Auch nach § 253 BAO idF FVwGG 2012 gilt die Bescheidbeschwerde als gegen den späteren Bescheid gerichtet, wenn ein Bescheid an die Stelle eines mit Bescheidbeschwerde angefochtenen Bescheides tritt. Dies gilt - nach Satz 2 dieser Bestimmung - auch dann, wenn der frühere Bescheid einen kürzeren Zeitraum als der ihn ersetzende Bescheid umfasst. Nach den Erläuterungen zur Regierungsvorlage (2007 BlgNR 24. GP, 17) verallgemeinert dieser zweite Satz die Umsatzsteuervorauszahlungsbescheide betreffende Judikatur des Verwaltungsgerichtshofes.

Es entspricht sohin dem offenkundigen Willen des Gesetzgebers, dass Umsatzsteuerjahresbescheide während eines anhängigen Beschwerdeverfahrens an die Stelle eines Umsatzsteuerfestsetzungsbescheides treten können. Dass sich dies nur auf den Zeitraum bis zum Ergehen einer Beschwerdevorentscheidung bzw. bis zur Stellung des Vorlageantrages beziehen soll (vgl. Ritz , taxlex 2015, 111 ff (112)), ist nicht ersichtlich. Es ist dem Gesetzgeber auch nicht zu unterstellen, dass er eine Regelung hätte treffen wollen, die - im Hinblick auf die Unmöglichkeit der Erlassung eines Bescheides - eine Verjährung des Rechtes auf Abgabenfestsetzung hätte herbeiführen können, zu deren Abwehr Amtshandlungen notwendig wären, die keinen anderen Sinn als die Abwehr der Verjährung hätten (vgl. die Darstellung bei Rauscher , SWK 2014, 1416 ff (1417)).
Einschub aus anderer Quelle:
//! REST transport abstraction for the save boundary.

use crate::error::{SyncError, SyncResult};
use parking_lot::Mutex;
use std::collections::VecDeque;
use std::sync::atomic::{AtomicBool, AtomicU64, Ordering};

/// One object's save payload, addressed by class and (if persisted) id.
#[derive(Debug, Clone, PartialEq)]
pub struct SaveCommand {
    /// Class of the object being saved.
    pub class_name: String,
    /// Server id for updates; `None` for creates.
    pub object_id: Option<String>,
    /// Wire JSON body: attribute name to value or `{"__op": ...}` form.
    pub body: serde_json::Value,
}

/// The server's answer to one save.
#[derive(Debug, Clone, Default, PartialEq)]
pub struct SaveOutcome {
    /// Assigned id (creates) or echoed id (updates).
    pub object_id: Option<String>,
    /// Server-echoed attributes: computed fields, applied counters, and
    /// anything else the server decided to return.
    pub attributes: serde_json::Map<String, serde_json::Value>,
}

/// A REST transport handles network communication with the document
/// server.
///
/// This trait abstracts the HTTP layer, allowing for different
/// implementations (real HTTP, the in-process loopback, a scripted mock
/// for testing). All in-memory reconciliation lives above this seam;
/// authentication, retries, and timeouts live below it.
pub trait RestTransport: Send + Sync {
    /// Saves one object.
    fn save_object(&self, command: &SaveCommand) -> SyncResult<SaveOutcome>;

    /// Saves up to a batch of objects in one round trip, returning one
    /// outcome per command, in order. A member may fail without failing
    /// the batch.
    fn save_batch(&self, commands: &[SaveCommand]) -> SyncResult<Vec<SyncResult<SaveOutcome>>> {
        commands
            .iter()
            .map(|command| Ok(self.save_object(command)))
            .collect()
    }

    /// Fetches one object's current wire JSON.
    fn fetch_object(&self, class_name: &str, object_id: &str) -> SyncResult<serde_json::Value>;

    /// Deletes one object.
    fn destroy_object(&self, class_name: &str, object_id: &str) -> SyncResult<()>;

    /// Runs a query remotely, returning wire JSON results.
    fn run_query(
        &self,
        class_name: &str,
        query: &serde_json::Value,
    ) -> SyncResult<Vec<serde_json::Value>>;

    /// Checks if the transport is connected.
    fn is_connected(&self) -> bool {
        true
    }
}

/// A scripted transport for testing failure paths.
///
/// Responses are queued per operation; when a queue is empty, saves
/// succeed with an auto-assigned id and empty echo, fetches and queries
/// fail, and destroys succeed. Every command is recorded for assertions.
#[derive(Default)]
pub struct MockTransport {
    connected: AtomicBool,
    next_id: AtomicU64,
    save_responses: Mutex<VecDeque<SyncResult<SaveOutcome>>>,
    fetch_responses: Mutex<VecDeque<SyncResult<serde_json::Value>>>,
    destroy_responses: Mutex<VecDeque<SyncResult<()>>>,
    query_responses: Mutex<VecDeque<SyncResult<Vec<serde_json::Value>>>>,
    saves: Mutex<Vec<SaveCommand>>,
    destroys: Mutex<Vec<(String, String)>>,
}

impl MockTransport {
    /// Creates a connected mock.
    pub fn new() -> Self {
        Self {
            connected: AtomicBool::new(true),
            ..Self::default()
        }
    }

    /// Queues the next save response.
    pub fn push_save_response(&self, response: SyncResult<SaveOutcome>) {
        self.save_responses.lock().push_back(response);
    }

    /// Queues the next fetch response.
    pub fn push_fetch_response(&self, response: SyncResult<serde_json::Value>) {
        self.fetch_responses.lock().push_back(response);
    }

    /// Queues the next destroy response.
    pub fn push_destroy_response(&self, response: SyncResult<()>) {
        self.destroy_responses.lock().push_back(response);
    }

    /// Queues the next query response.
    pub fn push_query_response(&self, response: SyncResult<Vec<serde_json::Value>>) {
        self.query_responses.lock().push_back(response);
    }

    /// Every save command seen, in order.
    pub fn saves(&self) -> Vec<SaveCommand> {
        self.saves.lock().clone()
    }

    /// Every destroy seen, as `(class, id)` pairs.
    pub fn destroys(&self) -> Vec<(String, String)> {
        self.destroys.lock().clone()
    }

    /// Sets the connected state.
    pub fn set_connected(&self, connected: bool) {
        self.connected.store(connected, Ordering::SeqCst);
    }
}

impl RestTransport for MockTransport {
    fn save_object(&self, command: &SaveCommand) -> SyncResult<SaveOutcome> {
        if !self.is_connected() {
            return Err(SyncError::NotConnected);
        }
        self.saves.lock().push(command.clone());

        if let Some(response) = self.save_responses.lock().pop_front() {
            return response;
        }
        let object_id = command.object_id.clone().unwrap_or_else(|| {
            format!("mock{}", self.next_id.fetch_add(1, Ordering::SeqCst))
        });
        Ok(SaveOutcome {
            object_id: Some(object_id),
            attributes: serde_json::Map::new(),
        })
    }

    fn fetch_object(&self, _class_name: &str, object_id: &str) -> SyncResult<serde_json::Value> {
        if !self.is_connected() {
            return Err(SyncError::NotConnected);
        }
        self.fetch_responses
            .lock()
            .pop_front()
            .unwrap_or_else(|| Err(SyncError::transport(format!("no mock fetch for {object_id}"))))
    }

    fn destroy_object(&self, class_name: &str, object_id: &str) -> SyncResult<()> {
        if !self.is_connected() {
            return Err(SyncError::NotConnected);
        }
        self.destroys
            .lock()
            .push((class_name.to_string(), object_id.to_string()));
        self.destroy_responses
            .lock()
            .pop_front()
            .unwrap_or(Ok(()))
    }

    fn run_query(
        &self,
        class_name: &str,
        _query: &serde_json::Value,
    ) -> SyncResult<Vec<serde_json::Value>> {
        if !self.is_connected() {
            return Err(SyncError::NotConnected);
        }
        self.query_responses
            .lock()
            .pop_front()
            .unwrap_or_else(|| Err(SyncError::transport(format!("no mock query for {class_name}"))))
    }

    fn is_connected(&self) -> bool {
        self.connected.load(Ordering::SeqCst)
    }
}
Da die Erlassung eines Umsatzsteuerjahresbescheides eine andere Sache betrifft als jene eines Festsetzungsbescheides, auch wenn dessen Zeitraum im Zeitraum des Jahresbescheides beinhaltet ist, bestehen insoweit keine konkurrierenden Zuständigkeiten. Dieser Fall ist daher vom Regelungsziel des § 300 BAO nicht umfasst. Das Außer-Kraft-Setzen des Umsatzsteuerfestsetzungsbescheides durch die Erlassung des Jahresbescheides ist somit nicht als Aufhebung oder Abänderung im Sinne des § 300 Abs. 1 BAO zu beurteilen (in diesem Sinne auch Mayr/Ungericht , Umsatzsteuergesetz 19944, § 21 Anm. 11; Rauscher , aaO). Der Jahresbescheid tritt in derartigen Fällen gemäß § 253 BAO an die Stelle des Festsetzungsbescheides. Daraus ergibt sich auch, dass in diesen Fällen regelmäßig und systemkonform keine (weitere) Beschwerdevorentscheidung ergehen kann.

Die Revision war daher gemäß § 42 Abs. 1 VwGG als unbegründet abzuweisen.